DATE: January 27, 2017
TIME: 4:00am PT, 7:00am ET, 1:00pm CET
The study of the tumor ecosystem and its cell-to-cell communications is essential to enable an understanding of tumor biology, to define new biomarkers to improve patient care, and ultimately to identify new therapeutic routes and targets.
To study and understand the workings of the tumor ecosystem (TME), highly multiplexed image information of tumor tissues is essential. Such multiplexed images will reveal which cell types are present in a tumor, their functional state, and which cell-cell interactions are present. To enable multiplexed tissue imaging, we developed imaging mass cytometry (IMC). IMC is a novel imaging modality that uses metal isotopes of defined mass as reporters on antibodies and currently allows the visualization of over 50 proteins simultaneously on tissues with subcellular resolution. In the near future, we expect to be able to visualize over 100 proteins. Thus highly specific, reproducible and deeply validated antibodies are essential for IMC and any multiplexed antibody based method.

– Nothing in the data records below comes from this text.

//! Track streaming
//!
//! The track is unbounded but coordinates are not: chunks are spawned in a
//! window ahead of the player, culled once they scroll behind the camera, and
//! every z in the world is periodically shifted back toward the origin.

use glam::Vec3;
use rand::Rng;

use crate::consts::*;
use crate::lane_center_x;
use crate::tuning::Tuning;

use super::state::{Coin, Hazard, Player, World};

/// What a single chunk spawns
#[derive(Debug, Clone, Copy, PartialEq, Eq)]
pub enum ChunkKind {
    CoinRun,
    Obstacle,
    StaticBomb,
}

impl ChunkKind {
    /// Pick a chunk kind from a uniform roll in [0, 1)
    pub fn from_roll(roll: f32, tuning: &Tuning) -> Self {
        if roll < tuning.coin_run_cutoff {
            ChunkKind::CoinRun
        } else if roll < tuning.obstacle_cutoff {
            ChunkKind::Obstacle
        } else {
            ChunkKind::StaticBomb
        }
    }
}

impl World {
    /// Spawn chunks until the cursor is `look_ahead` past `player_z`.
    ///
    /// Returns the number of chunks spawned. Calling again without the player
    /// moving spawns nothing.
    pub fn ensure_streamed_ahead<R: Rng>(
        &mut self,
        player_z: f32,
        tuning: &Tuning,
        rng: &mut R,
    ) -> usize {
        let horizon = player_z - tuning.look_ahead;
        let mut spawned = 0;
        while self.next_spawn_z > horizon {
            self.spawn_chunk(self.next_spawn_z, tuning, rng);
            self.next_spawn_z -= tuning.spawn_interval;
            spawned += 1;
        }
        spawned
    }

    /// Spawn one randomly chosen chunk at `z`
    pub fn spawn_chunk<R: Rng>(&mut self, z: f32, tuning: &Tuning, rng: &mut R) -> ChunkKind {
        let kind = ChunkKind::from_roll(rng.random::<f32>(), tuning);
        let x = lane_center_x(rng.random_range(0..LANE_COUNT));

        match kind {
            ChunkKind::CoinRun => {
                for i in 0..tuning.coins_per_run {
                    self.coins.push(Coin {
                        pos: Vec3::new(x, COIN_Y, z - i as f32 * tuning.coin_spacing),
                        active: true,
                        rotation: rng.random::<f32>() * std::f32::consts::TAU,
                    });
                }
            }
            ChunkKind::Obstacle => {
                self.obstacles.push(Hazard::obstacle(Vec3::new(x, OBSTACLE_Y, z)));
            }
            ChunkKind::StaticBomb => {
                let rotation = rng.random::<f32>() * std::f32::consts::TAU;
                let rotation_speed = 0.5 + rng.random::<f32>();
                self.static_bombs
                    .push(Hazard::static_bomb(Vec3::new(x, BOMB_Y, z), rotation, rotation_speed));
            }
        }

        log::trace!("Spawned {:?} at z={:.1}", kind, z);
        kind
    }

    /// Drop chunk entities more than `cleanup_behind` behind the player.
    ///
    /// Falling bombs have their own lifetime rules and are untouched here.
    pub fn cleanup(&mut self, player_z: f32, tuning: &Tuning) {
        let cutoff = player_z + tuning.cleanup_behind;
        self.coins.retain(|c| c.pos.z <= cutoff);
        self.obstacles.retain(|h| h.pos.z <= cutoff);
        self.static_bombs.retain(|h| h.pos.z <= cutoff);
    }

    /// Shift the player, cursor and every store forward if the player has run
    /// past the recenter threshold. Returns the shift applied.
    pub fn recenter_if_needed(&mut self, player: &mut Player, tuning: &Tuning) -> Option<f32> {
        if player.pos.z >= tuning.recenter_threshold {
            return None;
        }
        let shift = tuning.recenter_shift;

        player.pos.z += shift;
        self.next_spawn_z += shift;
        for coin in &mut self.coins {
            coin.pos.z += shift;
        }
        for hazard in self
            .obstacles
            .iter_mut()
            .chain(self.static_bombs.iter_mut())
            .chain(self.falling_bombs.iter_mut())
        {
            hazard.pos.z += shift;
        }

        log::debug!("Recentered world by {} (player z now {:.2})", shift, player.pos.z);
        Some(shift)
    }

    /// Advance coin and static bomb spin
    pub fn animate(&mut self, dt: f32) {
        for coin in self.coins.iter_mut().filter(|c| c.active) {
            coin.rotation += COIN_SPIN_SPEED * dt;
        }
        for bomb in &mut self.static_bombs {
            bomb.rotate(dt);
        }
    }
}

#[cfg(test)]
mod tests {
    use super::*;
    use proptest::prelude::*;
    use rand::SeedableRng;
    use rand_pcg::Pcg32;

    fn rng() -> Pcg32 {
        Pcg32::seed_from_u64(42)
    }

    #[test]
    fn test_stream_from_empty() {
        let tuning = Tuning::default();
        let mut world = World::new(-20.0);
        let spawned = world.ensure_streamed_ahead(0.0, &tuning, &mut rng());

        assert!(world.next_spawn_z <= -120.0);
        assert_eq!(spawned, 20);
        assert!(world.entity_count() > 0);
    }

    #[test]
    fn test_stream_is_idempotent() {
        let tuning = Tuning::default();
        let mut world = World::new(-20.0);
        let mut rng = rng();
        world.ensure_streamed_ahead(-3.0, &tuning, &mut rng);
        let cursor = world.next_spawn_z;
        let count = world.entity_count();

        assert_eq!(world.ensure_streamed_ahead(-3.0, &tuning, &mut rng), 0);
        assert_eq!(world.next_spawn_z, cursor);
        assert_eq!(world.entity_count(), count);
    }

    #[test]
    fn test_chunk_roll_distribution() {
        let tuning = Tuning::default();
        assert_eq!(ChunkKind::from_roll(0.0, &tuning), ChunkKind::CoinRun);
        assert_eq!(ChunkKind::from_roll(0.39, &tuning), ChunkKind::CoinRun);
        assert_eq!(ChunkKind::from_roll(0.4, &tuning), ChunkKind::Obstacle);
        assert_eq!(ChunkKind::from_roll(0.69, &tuning), ChunkKind::Obstacle);
        assert_eq!(ChunkKind::from_roll(0.7, &tuning), ChunkKind::StaticBomb);
        assert_eq!(ChunkKind::from_roll(0.99, &tuning), ChunkKind::StaticBomb);
    }

    #[test]
    fn test_chunk_roll_boundaries_do_not_drift() {
        let tuning = Tuning {
            coin_run_cutoff: 0.1,
            obstacle_cutoff: 0.3,
            ..Default::default()
        };
        // Each cutoff is itself the boundary
        assert_eq!(ChunkKind::from_roll(0.1, &tuning), ChunkKind::Obstacle);
        assert_eq!(ChunkKind::from_roll(0.3, &tuning), ChunkKind::StaticBomb);
    }

    #[test]
    fn test_coin_run_layout() {
        let tuning = Tuning {
            coin_run_cutoff: 1.0,
            obstacle_cutoff: 1.0,
            ..Default::default()
        };
        let mut world = World::new(-20.0);
        let kind = world.spawn_chunk(-30.0, &tuning, &mut rng());

        assert_eq!(kind, ChunkKind::CoinRun);
        assert_eq!(world.coins.len(), 5);
        let x = world.coins[0].pos.x;
        assert!(LANE_CENTER_X.contains(&x));
        for (i, coin) in world.coins.iter().enumerate() {
            assert_eq!(coin.pos.x, x);
            assert!(coin.active);
            assert!((coin.pos.z - (-30.0 - 1.5 * i as f32)).abs() < 1e-5);
        }
    }

    #[test]
    fn test_cleanup_removes_only_behind() {
        let tuning = Tuning::default();
        let mut world = World::new(-20.0);
        world.obstacles.push(Hazard::obstacle(Vec3::new(0.0, 0.4, 15.0)));
        world.obstacles.push(Hazard::obstacle(Vec3::new(0.0, 0.4, 10.0)));
        world.coins.push(Coin {
            pos: Vec3::new(2.0, 0.5, 10.5),
            active: false,
            rotation: 1.0,
        });
        world.falling_bombs.push(Hazard::falling_bomb(Vec3::new(0.0, 5.0, 50.0), 0.0, 0.0));

        world.cleanup(-10.0, &tuning);

        assert_eq!(world.obstacles.len(), 1);
        assert_eq!(world.obstacles[0].pos.z, 10.0);
        assert!(world.coins.is_empty());
        assert_eq!(world.falling_bombs.len(), 1);
    }

    #[test]
    fn test_recenter_threshold() {
        let tuning = Tuning::default();
        let mut world = World::new(-20.0);
        let mut player = Player::new(6.0);

        player.pos.z = -99.9;
        assert_eq!(world.recenter_if_needed(&mut player, &tuning), None);

        player.pos.z = -100.5;
        assert_eq!(world.recenter_if_needed(&mut player, &tuning), Some(100.0));
        assert!((player.pos.z - (-0.5)).abs() < 1e-4);
        assert_eq!(world.next_spawn_z, 80.0);
    }

    fn populated_world(seed: u64, player_z: f32) -> World {
        let tuning = Tuning::default();
        let mut rng = Pcg32::seed_from_u64(seed);
        let mut world = World::new(player_z - 20.0);
        world.ensure_streamed_ahead(player_z, &tuning, &mut rng);
        world.falling_bombs.push(Hazard::falling_bomb(
            Vec3::new(0.0, 12.0, player_z - 30.0),
            0.3,
            0.5,
        ));
        if let Some(coin) = world.coins.first_mut() {
            coin.active = false;
        }
        world
    }

    proptest! {
        #[test]
        fn prop_recenter_preserves_relative_layout(seed in any::<u64>(), player_z in -400.0f32..-100.01) {
            let tuning = Tuning::default();
            let mut world = populated_world(seed, player_z);
            let mut player = Player::new(6.0);
            player.pos.z = player_z;
            let before = world.clone();

            let shift = world.recenter_if_needed(&mut player, &tuning);
            prop_assert_eq!(shift, Some(100.0));
            prop_assert!((player.pos.z - (player_z + 100.0)).abs() < 1e-3);
            prop_assert!((world.next_spawn_z - (before.next_spawn_z + 100.0)).abs() < 1e-3);

            for (a, b) in before.coins.iter().zip(&world.coins) {
                prop_assert!((b.pos.z - a.pos.z - 100.0).abs() < 1e-3);
                prop_assert_eq!(a.pos.x, b.pos.x);
                prop_assert_eq!(a.active, b.active);
                prop_assert_eq!(a.rotation, b.rotation);
            }
            for (a, b) in before.hazards().zip(world.hazards()) {
                prop_assert!((b.pos.z - a.pos.z - 100.0).abs() < 1e-3);
                prop_assert_eq!(a.radius, b.radius);
                prop_assert_eq!(a.rotation, b.rotation);
                prop_assert_eq!(a.kind, b.kind);
            }
        }

        #[test]
        fn prop_cleanup_partitions_by_cutoff(seed in any::<u64>(), player_z in -60.0f32..0.0) {
            let tuning = Tuning::default();
            // Spawn around an earlier position so part of the world is behind the player
            let mut world = populated_world(seed, player_z + 60.0);
            let before = world.clone();
            let cutoff = player_z + tuning.cleanup_behind;

            world.cleanup(player_z, &tuning);

            let kept: Vec<_> = before.coins.iter().filter(|c| c.pos.z <= cutoff).cloned().collect();
            prop_assert_eq!(&kept, &world.coins);
            let kept: Vec<_> = before.obstacles.iter().filter(|h| h.pos.z <= cutoff).cloned().collect();
            prop_assert_eq!(&kept, &world.obstacles);
            let kept: Vec<_> = before.static_bombs.iter().filter(|h| h.pos.z <= cutoff).cloned().collect();
            prop_assert_eq!(&kept, &world.static_bombs);
        }
    }
}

We applied IMC for the analysis of hundreds of breast cancer samples in a quantitative manner. Our analysis with a novel computational pipeline reveals a surprising level of inter and intra-tumor heterogeneity and identified new diversity within known human breast cancer subtypes, as well as a variety of stromal cell types that interact with them. Furthermore, we identified cell-cell interaction motifs in the tumor microenvironment correlating with clinical outcomes of the analyzed patients.

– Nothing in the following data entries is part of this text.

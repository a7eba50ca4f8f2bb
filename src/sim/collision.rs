//! Sphere-vs-sphere contact tests between the player and world entities
//!
//! Every entity is treated as a sphere. Coins use a fixed pickup distance;
//! hazards use the sum of the two radii and end the run on contact.

use glam::Vec3;

use super::state::{Coin, Hazard, HazardKind, Player, World};
use crate::consts::COIN_PICKUP_DISTANCE;

/// Anything with a collision sphere
pub trait Sphere {
    fn center(&self) -> Vec3;
    fn radius(&self) -> f32;
}

impl Sphere for Player {
    fn center(&self) -> Vec3 {
        self.pos
    }

    fn radius(&self) -> f32 {
        self.radius
    }
}

impl Sphere for Hazard {
    fn center(&self) -> Vec3 {
        self.pos
    }

    fn radius(&self) -> f32 {
        self.radius
    }
}

/// True when the spheres overlap (touching does not count)
#[inline]
pub fn spheres_overlap(a: &impl Sphere, b: &impl Sphere) -> bool {
    a.center().distance(b.center()) < a.radius() + b.radius()
}

/// True when the player is close enough to pick the coin up
#[inline]
pub fn coin_in_reach(player: &Player, coin: &Coin) -> bool {
    player.pos.distance(coin.pos) < COIN_PICKUP_DISTANCE
}

/// Collect every active coin in reach. Returns how many were picked up.
///
/// Collected coins are only deactivated; removal is left to cleanup.
pub fn collect_coins(player: &mut Player, coins: &mut [Coin]) -> u32 {
    let mut collected = 0;
    for coin in coins.iter_mut() {
        if !coin.active {
            continue;
        }
        if coin_in_reach(player, coin) {
            coin.active = false;
            player.coins_collected += 1;
            collected += 1;
        }
    }
    collected
}

/// First hazard the player is touching, if any
pub fn first_hazard_hit<'a>(
    player: &Player,
    hazards: impl IntoIterator<Item = &'a Hazard>,
) -> Option<&'a Hazard> {
    hazards.into_iter().find(|h| spheres_overlap(player, *h))
}

/// First static hazard (barrel or lane bomb) the player is touching
pub fn static_hazard_hit(player: &Player, world: &World) -> Option<HazardKind> {
    first_hazard_hit(player, world.obstacles.iter().chain(world.static_bombs.iter())).map(|h| h.kind)
}

/// First falling bomb the player is touching
pub fn falling_bomb_hit(player: &Player, world: &World) -> Option<HazardKind> {
    first_hazard_hit(player, world.falling_bombs.iter()).map(|h| h.kind)
}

In summary, our results show that IMC provides targeted, high-dimensional analysis of cell type, cell state and cell-to-cell interactions within the TME at subcellular resolution. Spatial relationships of complex cell states of cellular assemblies can be used as biomarkers. We envision that IMC will enable a systems biology approach to understand and diagnose disease and to guide treatment.